Instructions for the task >>
Repeat exactly the lines from the start of the entries below through the line containing "widget (or calling". Omit the rest.

Records for processing >>
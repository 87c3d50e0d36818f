//! The attached widget: DOM listeners wired to the selection state.
//!
//! [`Widget::attach`] resolves the host-page surfaces, registers the
//! picker, remove, drag-and-drop, and submit listeners, and renders
//! the initial view. Dropping the widget (or calling
//! [`Widget::destroy`]) removes every listener it registered.
//!
//! All handlers run to completion on the single browser thread. The
//! only suspension point is the image preview read, whose result is
//! applied through a [`ReadTicket`] so that a slow read can never
//! overwrite a newer selection.

use std::cell::{Cell, RefCell};
use std::rc::Rc;

use docdrop_core::{
    DragAffordance, DragKind, ReadTicket, SelectedFile, Selection, SelectionError, UiState,
    WidgetConfig,
};
use log::{debug, info, warn};
use wasm_bindgen::JsCast;
use wasm_bindgen::prelude::*;
use web_sys::{Document, DragEvent, Event, EventTarget, File, Window};

use crate::picker;
use crate::reader::{self, ReadError};
use crate::render;
use crate::surfaces::{AttachError, Surfaces};

/// Shown when a dropped file cannot be handed to the native input.
const DROP_FAILED_NOTICE: &str =
    "The dropped file could not be attached. Please choose it with the file picker.";

/// Where a selection came from.
#[derive(Debug, Clone, Copy, PartialEq, Eq)]
enum Origin {
    /// The user picked a file; the input already holds it.
    Picker,
    /// The user dropped a file; the input must be updated.
    Drop,
    /// The input already held a file when the widget attached
    /// (e.g. restored by back navigation).
    Restore,
}

/// A registered DOM listener, removed again on drop.
struct Listener {
    target: EventTarget,
    event_type: &'static str,
    callback: Closure<dyn FnMut(Event)>,
}

impl Listener {
    fn add(
        target: &EventTarget,
        event_type: &'static str,
        handler: impl FnMut(Event) + 'static,
    ) -> Result<Self, AttachError> {
        let callback = Closure::<dyn FnMut(Event)>::new(handler);
        target.add_event_listener_with_callback(event_type, callback.as_ref().unchecked_ref())?;
        Ok(Self {
            target: target.clone(),
            event_type,
            callback,
        })
    }
}

impl Drop for Listener {
    fn drop(&mut self) {
        let _ = self.target.remove_event_listener_with_callback(
            self.event_type,
            self.callback.as_ref().unchecked_ref(),
        );
    }
}

/// State shared between the widget and its listeners.
struct Inner {
    surfaces: Surfaces,
    config: WidgetConfig,
    window: Option<Window>,
    selection: RefCell<Selection<File>>,
    drag: Cell<DragAffordance>,
    /// Set while our own synthetic `change` event is being dispatched.
    dispatching: Cell<bool>,
    /// Set once the widget is destroyed; late preview reads are dropped.
    detached: Cell<bool>,
}

/// A file selection widget attached to a host page.
pub struct Widget {
    inner: Rc<Inner>,
    listeners: Vec<Listener>,
}

impl Widget {
    /// Bind the widget to the surfaces named in `config`.
    ///
    /// If the picker input already holds a file, it becomes the initial
    /// selection; otherwise the empty view is rendered.
    ///
    /// # Errors
    ///
    /// Returns [`AttachError::Config`] for an invalid configuration,
    /// [`AttachError::MissingSurface`] if the picker input or drop
    /// target is absent (nothing is registered in that case), or
    /// [`AttachError::JsError`] if a listener cannot be added.
    pub fn attach(document: &Document, config: WidgetConfig) -> Result<Self, AttachError> {
        config.validate()?;
        let surfaces = Surfaces::resolve(document, &config.surfaces)?;

        if let Some(policy) = &config.accept {
            let accept = policy.accept_attribute();
            if !accept.is_empty() {
                surfaces.input.set_accept(&accept);
            }
        }

        let inner = Rc::new(Inner {
            selection: RefCell::new(Selection::new(config.accept.clone())),
            surfaces,
            config,
            window: web_sys::window(),
            drag: Cell::new(DragAffordance::default()),
            dispatching: Cell::new(false),
            detached: Cell::new(false),
        });

        let listeners = register(&inner)?;
        inner.sync_from_input();

        info!(
            "file selection widget attached to #{}",
            inner.config.surfaces.input
        );
        Ok(Self { inner, listeners })
    }

    /// Current state.
    #[must_use]
    pub fn state(&self) -> UiState {
        self.inner.selection.borrow().state()
    }

    /// Metadata of the selected file, if any.
    #[must_use]
    pub fn selected_file(&self) -> Option<SelectedFile> {
        self.inner.selection.borrow().file().cloned()
    }

    /// Remove every listener. The page keeps its current appearance.
    pub fn destroy(self) {
        drop(self);
    }
}

impl Drop for Widget {
    fn drop(&mut self) {
        self.inner.detached.set(true);
        self.listeners.clear();
        let surfaces = &self.inner.surfaces;
        render::set_drag_active(&surfaces.drop_target, &self.inner.config.drag_class, false);
        debug!("file selection widget detached");
    }
}

fn register(inner: &Rc<Inner>) -> Result<Vec<Listener>, AttachError> {
    let surfaces = &inner.surfaces;
    let mut listeners = Vec::new();

    listeners.push(Listener::add(&surfaces.input, "change", {
        let inner = Rc::clone(inner);
        move |_| inner.on_change()
    })?);

    if let Some(remove) = &surfaces.remove {
        listeners.push(Listener::add(remove, "click", {
            let inner = Rc::clone(inner);
            move |event| inner.on_remove(&event)
        })?);
    }

    for kind in DragKind::ALL {
        listeners.push(Listener::add(&surfaces.drop_target, kind.event_type(), {
            let inner = Rc::clone(inner);
            move |event| inner.on_drag(kind, &event)
        })?);
    }

    if let Some(submit) = &surfaces.submit {
        listeners.push(Listener::add(&submit.form, "submit", {
            let inner = Rc::clone(inner);
            move |event| inner.on_submit(&event)
        })?);
    }

    Ok(listeners)
}

impl Inner {
    fn on_change(self: &Rc<Self>) {
        if self.dispatching.get() {
            return;
        }
        match picker::first_file(self.surfaces.input.files().as_ref()) {
            Some(file) => {
                self.select(file, Origin::Picker);
            }
            // The dialog was cancelled and the browser emptied the input.
            None => self.clear(),
        }
    }

    fn on_remove(&self, event: &Event) {
        event.prevent_default();
        event.stop_propagation();
        self.clear();
    }

    fn on_drag(self: &Rc<Self>, kind: DragKind, event: &Event) {
        event.prevent_default();
        event.stop_propagation();

        let mut drag = self.drag.get();
        if drag.apply(kind) {
            render::set_drag_active(
                &self.surfaces.drop_target,
                &self.config.drag_class,
                drag.is_active(),
            );
        }
        self.drag.set(drag);

        if kind == DragKind::Drop {
            self.on_drop(event);
        }
    }

    fn on_drop(self: &Rc<Self>, event: &Event) {
        let files = event
            .dyn_ref::<DragEvent>()
            .and_then(DragEvent::data_transfer)
            .and_then(|transfer| transfer.files());
        let Some(file) = picker::first_file(files.as_ref()) else {
            debug!("drop carried no files; ignoring");
            return;
        };

        if self.select(file, Origin::Drop) {
            self.dispatching.set(true);
            let dispatched = picker::dispatch_change(&self.surfaces.input);
            self.dispatching.set(false);
            if let Err(e) = dispatched {
                warn!("failed to dispatch change event for dropped file: {e:?}");
            }
        }
    }

    fn on_submit(&self, event: &Event) {
        let native_files = picker::file_count(&self.surfaces.input);
        let outcome = self.selection.borrow_mut().submit(native_files);
        match outcome {
            Ok(()) => self.render(),
            Err(e) => {
                event.prevent_default();
                self.notify(&e);
            }
        }
    }

    /// Select `file` and render. Returns `true` if it was accepted.
    ///
    /// A dropped file is copied into the native input before it is
    /// committed, so the selection never shows a file the form would
    /// not send.
    fn select(self: &Rc<Self>, file: File, origin: Origin) -> bool {
        let described = picker::describe(&file);
        let checked = self.selection.borrow().check(&described);
        if let Err(e) = checked {
            self.reject(&e, origin);
            return false;
        }

        if origin == Origin::Drop
            && let Err(e) = picker::set_file(&self.surfaces.input, &file)
        {
            warn!("failed to copy dropped file into the picker: {e:?}");
            self.show_notice(DROP_FAILED_NOTICE);
            return false;
        }

        let outcome = self.selection.borrow_mut().select(described, file.clone());
        match outcome {
            Ok(ticket) => {
                self.render();
                if let Some(ticket) = ticket {
                    self.read_preview(file, ticket);
                }
                true
            }
            Err(e) => {
                self.reject(&e, origin);
                false
            }
        }
    }

    fn reject(&self, error: &SelectionError, origin: Origin) {
        if origin == Origin::Restore {
            debug!("discarding restored file: {error}");
        } else {
            self.notify(error);
        }
        self.restore_input();
    }

    fn clear(&self) {
        if self.selection.borrow_mut().clear() {
            picker::clear(&self.surfaces.input);
            self.render();
        }
    }

    /// Put the input back in step with the selection after a rejection.
    fn restore_input(&self) {
        let selection = self.selection.borrow();
        match selection.handle() {
            Some(file) => {
                if let Err(e) = picker::set_file(&self.surfaces.input, file) {
                    warn!("failed to restore the picker's file: {e:?}");
                }
            }
            None => picker::clear(&self.surfaces.input),
        }
    }

    fn sync_from_input(self: &Rc<Self>) {
        match picker::first_file(self.surfaces.input.files().as_ref()) {
            Some(file) => {
                self.select(file, Origin::Restore);
            }
            None => self.render(),
        }
    }

    fn read_preview(self: &Rc<Self>, file: File, ticket: ReadTicket) {
        let inner = Rc::clone(self);
        wasm_bindgen_futures::spawn_local(async move {
            let outcome = reader::read_data_url(&file).await;
            inner.finish_read(ticket, outcome);
        });
    }

    fn finish_read(&self, ticket: ReadTicket, outcome: Result<String, ReadError>) {
        if self.detached.get() {
            return;
        }
        match outcome {
            Ok(uri) => {
                let applied = self.selection.borrow_mut().complete_read(ticket, uri);
                if applied {
                    self.render();
                }
            }
            Err(e) => {
                if self.selection.borrow().is_current(&ticket) {
                    warn!("image preview unavailable: {e}");
                }
            }
        }
    }

    fn render(&self) {
        let selection = self.selection.borrow();
        render::apply(&selection.view(), &self.surfaces);
    }

    fn notify(&self, error: &SelectionError) {
        let message = match error {
            SelectionError::NoFileSelected => self.config.empty_notice.clone(),
            SelectionError::Rejected(rejection) => rejection.to_string(),
            SelectionError::Locked => {
                debug!("ignoring interaction while submitting");
                return;
            }
        };
        self.show_notice(&message);
    }

    fn show_notice(&self, message: &str) {
        let shown = self
            .window
            .as_ref()
            .is_some_and(|window| window.alert_with_message(message).is_ok());
        if !shown {
            warn!("could not show notice: {message}");
        }
    }
}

Output for this exercise >>
repository 87c3d50e0d36818f
//! The attached widget: DOM listeners wired to the selection state.
//!
//! [`Widget::attach`] resolves the host-page surfaces, registers the
//! picker, remove, drag-and-drop, and submit listeners, and renders
//! the initial view. Dropping the widget (or calling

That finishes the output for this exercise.